# Work Shirts



## Oly's Stump (Mar 3, 2010)

Thinking of getting some new work shirts. Have been using t-shirts all my life but wanted to try collared shirts with company patches like the ones that Bobby Goodson Swamp logger uses. I don't have any employees so it would be just for me. Anyone have and suggestions where I can order and buy online.


----------



## RAG66 (Mar 3, 2010)

I do not know about online but I would like to do the same for my company. Currently I wear the KEY brand of hickory shirt. You know the kind. Even on the hotest days they seem to breathe well. The art work is a question. Silk screen or patches?


----------



## ATH (Mar 3, 2010)

I went to a local embroidery place. They charged a $40 set-up fee then charge $7 per logo any time I want: T-shirts, 'golf' style shirts (that I buy at Kohls for less than $10 on sale), hats, jacket, etc.... They will sell me the item to put it or or put it on something I bring it.

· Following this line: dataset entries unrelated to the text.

use log::debug;
use rand::rngs::StdRng;
use rand::seq::SliceRandom;
use rand::SeedableRng;

use crate::errors::GameError;

/// Build the scrambled letter string for a new game.
///
/// The first `count` words of `words` are consumed; word selection is
/// deterministic, only the order of the combined letters is randomized.
/// A `count` larger than the pool is clamped to the pool size, since
/// callers have already applied the min(vocab, threshold) policy.
///
/// With a seed the permutation comes from a seeded generator, so the
/// same words, count, and seed give a byte-identical jumble. Without
/// one the thread RNG is used and each call scrambles differently.
pub fn jumble(words: &[String], count: usize, seed: Option<u64>) -> Result<String, GameError> {
    if count == 0 {
        return Err(GameError::NonPositiveCount);
    }
    let count = count.min(words.len());

    let mut letters: Vec<char> = words[..count].iter().flat_map(|w| w.chars()).collect();

    match seed {
        Some(seed) => {
            let mut rng = StdRng::seed_from_u64(seed);
            letters.shuffle(&mut rng);
        }
        None => {
            letters.shuffle(&mut rand::thread_rng());
        }
    }

    let jumble: String = letters.into_iter().collect();
    debug!(
        "Jumbled {} words into {} letters (seed: {:?})",
        count,
        jumble.chars().count(),
        seed
    );
    Ok(jumble)
}

#[cfg(test)]
mod tests {
    use super::*;

    fn words(list: &[&str]) -> Vec<String> {
        list.iter().map(|w| w.to_string()).collect()
    }

    fn sorted_letters(s: &str) -> Vec<char> {
        let mut letters: Vec<char> = s.chars().collect();
        letters.sort_unstable();
        letters
    }

    #[test]
    fn test_seeded_jumble_is_deterministic() {
        let pool = words(&["cat", "dog", "bird"]);
        let first = jumble(&pool, 2, Some(42)).unwrap();
        let second = jumble(&pool, 2, Some(42)).unwrap();
        assert_eq!(first, second);
    }

    #[test]
    fn test_unseeded_jumbles_differ() {
        // With 26 distinct letters the odds of two identical shuffles
        // are 1/26!, so a flake here means the RNG is broken.
        let pool = words(&["abcdefghijklm", "nopqrstuvwxyz"]);
        let first = jumble(&pool, 2, None).unwrap();
        let second = jumble(&pool, 2, None).unwrap();
        assert_ne!(first, second);
    }

    #[test]
    fn test_letters_are_conserved() {
        let pool = words(&["cat", "dog", "bird"]);
        for count in 1..=3 {
            let result = jumble(&pool, count, Some(7)).unwrap();
            let expected: String = pool[..count].concat();
            assert_eq!(sorted_letters(&result), sorted_letters(&expected));
        }
    }

    #[test]
    fn test_count_clamped_to_pool() {
        let pool = words(&["cat", "dog"]);
        let result = jumble(&pool, 10, Some(7)).unwrap();
        assert_eq!(sorted_letters(&result), sorted_letters("catdog"));
    }

    #[test]
    fn test_zero_count_rejected() {
        let pool = words(&["cat"]);
        assert_eq!(jumble(&pool, 0, None).err(), Some(GameError::NonPositiveCount));
    }

    #[test]
    fn test_selection_is_first_n() {
        // Only letter order is randomized, never which words are chosen
        let pool = words(&["cat", "dog", "bird"]);
        let result = jumble(&pool, 2, Some(99)).unwrap();
        assert_eq!(sorted_letters(&result), sorted_letters("catdog"));
    }
}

I haven't asked, but I could probably have them put it on a patch - personal taste is that I think it looks better right on the shirt.


----------



## Burvol (Mar 3, 2010)

Collared shirts keep you cool and the sun off your neck


----------



## groundsmgr (Mar 4, 2010)

I am a one man show for now, but I use ####ies button down work shirts. Easy to change if you are working and then off to a estimate.
They are embroded with comapny name and my name.


----------



## ronnyb (Mar 5, 2010)

Check out EmbroidMe. They have several stores in the Milwaukee area, don't know about Pleasant Prairie. After an initial set up fee, the charge per item is not that bad.


----------



## loadthestove (Mar 6, 2010)

I rent my work clothes thru Coyne textile,Its not very expensive and I manage to keep good work clothes.


----------